PROBLEM> Each line of the records containing "SanitizeOutcome" is to be copied out and returned.

(Saved data entries)
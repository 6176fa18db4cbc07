//! # Inbound Prompt Sanitizer
//!
//! Screens untrusted content before it reaches the model. The pipeline is:
//!
//! 1. **Detect** on the raw input: injection catalogue scan plus a base64
//!    sweep over long whitespace-delimited tokens. Detection runs before
//!    any normalization so obfuscation characters are still visible as
//!    evidence.
//! 2. **Normalize**: strip direction-override and zero-width characters,
//!    fold exotic line separators, collapse whitespace runs.
//! 3. **Classify**: risk score against the high-risk threshold.
//! 4. **Emit**: blocked sentinel (strict mode), warning + envelope
//!    (high risk), or plain envelope.
//!
//! The sanitizer never stores content. Logs carry category names, the
//! risk score, the content length, and a short hash prefix only.

use crate::entropy::{self, DEFAULT_ENTROPY_THRESHOLD};
use crate::envelope::{self, EnvelopeMeta, RiskAnnotation};
use crate::models::{
    Base64Finding, Base64Reason, Detection, PatternMatch, SanitizeAction, SanitizeOutcome,
    BASE64_REMATCH_WEIGHT,
};
use crate::patterns::injection_catalogue;
use serde::{Deserialize, Serialize};
use sha2::{Digest, Sha256};
use tracing::{debug, warn};

/// Minimum length of a whitespace-delimited token before the base64
/// sweep considers it. Short tokens cannot hide a meaningful payload.
const BASE64_TOKEN_MIN_LEN: usize = 40;

/// Reason string carried by the blocked-content sentinel.
const BLOCK_REASON: &str = "high-risk-injection-detected";

/// Configuration for the inbound sanitizer.
#[derive(Debug, Clone, Serialize, Deserialize)]
pub struct SanitizerConfig {
    /// Master switch. Disabled means wrap-and-pass with no scanning.
    pub enabled: bool,
    /// Emit a tracing event per sanitized message.
    pub log_events: bool,
    /// Block (rather than wrap) content carrying high-severity matches.
    pub strict_mode: bool,
    /// Risk score at or above which content is treated as high risk.
    pub high_risk_threshold: u8,
    /// Strip direction-override and zero-width characters.
    pub strip_unicode: bool,
    /// Collapse whitespace runs and cap consecutive newlines.
    pub normalize_whitespace: bool,
}

impl Default for SanitizerConfig {
    fn default() -> Self {
        Self {
            enabled: true,
            log_events: true,
            strict_mode: false,
            high_risk_threshold: 50,
            strip_unicode: true,
            normalize_whitespace: true,
        }
    }
}

/// The inbound sanitizer.
///
/// Stateless apart from its configuration; a single instance may be
/// shared freely across threads.
#[derive(Debug, Clone, Default)]
pub struct PromptSanitizer {
    config: SanitizerConfig,
}

impl PromptSanitizer {
    /// Creates a sanitizer with default configuration.
    #[must_use]
    pub fn new() -> Self {
        Self::with_config(SanitizerConfig::default())
    }

    /// Creates a sanitizer with the given configuration.
    #[must_use]
    pub fn with_config(config: SanitizerConfig) -> Self {
        Self { config }
    }

    /// Current configuration.
    #[must_use]
    pub fn config(&self) -> &SanitizerConfig {
        &self.config
    }

    /// Scans content against the injection catalogue and the base64
    /// detector, producing the accumulated [`Detection`].
    #[must_use]
    pub fn detect(&self, content: &str) -> Detection {
        let mut matches = Vec::new();
        let mut risk: u32 = 0;

        for pattern in injection_catalogue() {
            if let Some(m) = pattern.regex.find(content) {
                risk += u32::from(pattern.severity.risk_weight());
                matches.push(PatternMatch {
                    kind: pattern.kind,
                    span: m.range(),
                    severity: pattern.severity,
                });
            }
        }

        let base64_findings = self.scan_base64_tokens(content);
        if base64_findings.iter().any(|f| f.rematched_injection) {
            risk += u32::from(BASE64_REMATCH_WEIGHT);
        }

        Detection {
            matches,
            base64_findings,
            risk_score: risk.min(100) as u8,
        }
    }

    /// Base64 sweep over whitespace-delimited tokens of suspicious length.
    fn scan_base64_tokens(&self, content: &str) -> Vec<Base64Finding> {
        let mut findings = Vec::new();
        let mut offset = 0usize;
        for token in content.split_whitespace() {
            // split_whitespace loses offsets; recover them by searching
            // forward from the previous position.
            let start = match content[offset..].find(token) {
                Some(rel) => offset + rel,
                None => continue,
            };
            offset = start + token.len();
            if token.len() < BASE64_TOKEN_MIN_LEN {
                continue;
            }
            for decoded in entropy::scan_base64(token, DEFAULT_ENTROPY_THRESHOLD) {
                let rematched = injection_catalogue()
                    .iter()
                    .any(|p| p.regex.is_match(&decoded.decoded));
                let reason = if rematched {
                    Base64Reason::InjectionPayload
                } else if decoded.has_secret_prefix {
                    Base64Reason::SecretPrefix
                } else {
                    Base64Reason::HighEntropy
                };
                findings.push(Base64Finding {
                    span: start + decoded.start..start + decoded.start + decoded.len,
                    reason,
                    rematched_injection: rematched,
                });
            }
        }
        findings
    }

    /// Strips dangerous unicode and normalizes whitespace according to
    /// the configuration. Runs after detection so obfuscation characters
    /// remain visible to the scanner.
    #[must_use]
    pub fn normalize(&self, content: &str) -> String {
        let mut text: String = if self.config.strip_unicode {
            content
                .chars()
                .filter(|c| {
                    !matches!(
                        c,
                        '\u{202E}' | '\u{200B}' | '\u{200C}' | '\u{200D}' | '\u{2060}' | '\u{FEFF}'
                    )
                })
                .map(|c| match c {
                    '\u{2028}' | '\u{2029}' => '\n',
                    c => c,
                })
                .collect()
        } else {
            content.to_string()
        };

        if self.config.normalize_whitespace {
            let mut out = String::with_capacity(text.len());
            let mut spaces = 0usize;
            let mut newlines = 0usize;
            for c in text.chars() {
                match c {
                    ' ' | '\t' => {
                        spaces += 1;
                        if spaces == 1 {
                            out.push(' ');
                        }
                    }
                    '\n' => {
                        spaces = 0;
                        newlines += 1;
                        if newlines <= 2 {
                            out.push('\n');
                        }
                    }
                    '\r' => {}
                    c => {
                        spaces = 0;
                        newlines = 0;
                        out.push(c);
                    }
                }
            }
            text = out.trim().to_string();
        }

        text
    }

    /// Runs the full sanitization pipeline over one piece of content.
    #[must_use]
    pub fn sanitize(&self, content: &str, source: &str, meta: &EnvelopeMeta) -> SanitizeOutcome {
        let original_hash = content_hash_prefix(content);

        if !self.config.enabled {
            return SanitizeOutcome {
                wrapped_text: envelope::wrap_untrusted(content, source, meta, None),
                original_hash,
                detected: false,
                high_risk: false,
                risk_score: 0,
                categories: Vec::new(),
                action: SanitizeAction::Passed,
            };
        }

        let detection = self.detect(content);
        let normalized = self.normalize(content);
        let high_risk = detection.risk_score >= self.config.high_risk_threshold;
        let categories = detection.categories();

        // Strict mode refuses to forward anything carrying a high-severity
        // signal, even when the cumulative score sits below the threshold.
        let must_block =
            self.config.strict_mode && (high_risk || detection.has_high_severity());

        let (wrapped_text, action) = if must_block {
            (
                envelope::blocked_content(BLOCK_REASON, detection.risk_score),
                SanitizeAction::Blocked,
            )
        } else if high_risk {
            let risk = RiskAnnotation {
                risk_score: detection.risk_score,
                categories: detection.high_severity_categories(),
            };
            let mut text = envelope::security_warning(&risk);
            let full = RiskAnnotation {
                risk_score: detection.risk_score,
                categories: categories.clone(),
            };
            text.push_str(&envelope::wrap_untrusted(&normalized, source, meta, Some(&full)));
            (text, SanitizeAction::Wrapped)
        } else if detection.detected() {
            let risk = RiskAnnotation {
                risk_score: detection.risk_score,
                categories: categories.clone(),
            };
            (
                envelope::wrap_untrusted(&normalized, source, meta, Some(&risk)),
                SanitizeAction::Wrapped,
            )
        } else {
            (
                envelope::wrap_untrusted(&normalized, source, meta, None),
                SanitizeAction::Wrapped,
            )
        };

        if self.config.log_events {
            if detection.detected() {
                warn!(
                    source,
                    risk_score = detection.risk_score,
                    categories = ?categories,
                    action = ?action,
                    content_len = content.len(),
                    content_hash = %original_hash,
                    "inbound content matched injection patterns"
                );
            } else {
                debug!(
                    source,
                    content_len = content.len(),
                    content_hash = %original_hash,
                    "inbound content clean"
                );
            }
        }

        SanitizeOutcome {
            wrapped_text,
            original_hash,
            detected: detection.detected(),
            high_risk,
            risk_score: detection.risk_score,
            categories,
            action,
        }
    }
}

/// Hex of the first 8 bytes of the SHA-256 of the content.
///
/// Enough to correlate audit records; useless for recovering content.
#[must_use]
pub fn content_hash_prefix(content: &str) -> String {
    let digest = Sha256::digest(content.as_bytes());
    hex::encode(&digest[..8])
}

ANSWER TO THIS EXERCISE>
    Base64Finding, Base64Reason, Detection, PatternMatch, SanitizeAction, SanitizeOutcome,
    pub fn sanitize(&self, content: &str, source: &str, meta: &EnvelopeMeta) -> SanitizeOutcome {
            return SanitizeOutcome {
        SanitizeOutcome {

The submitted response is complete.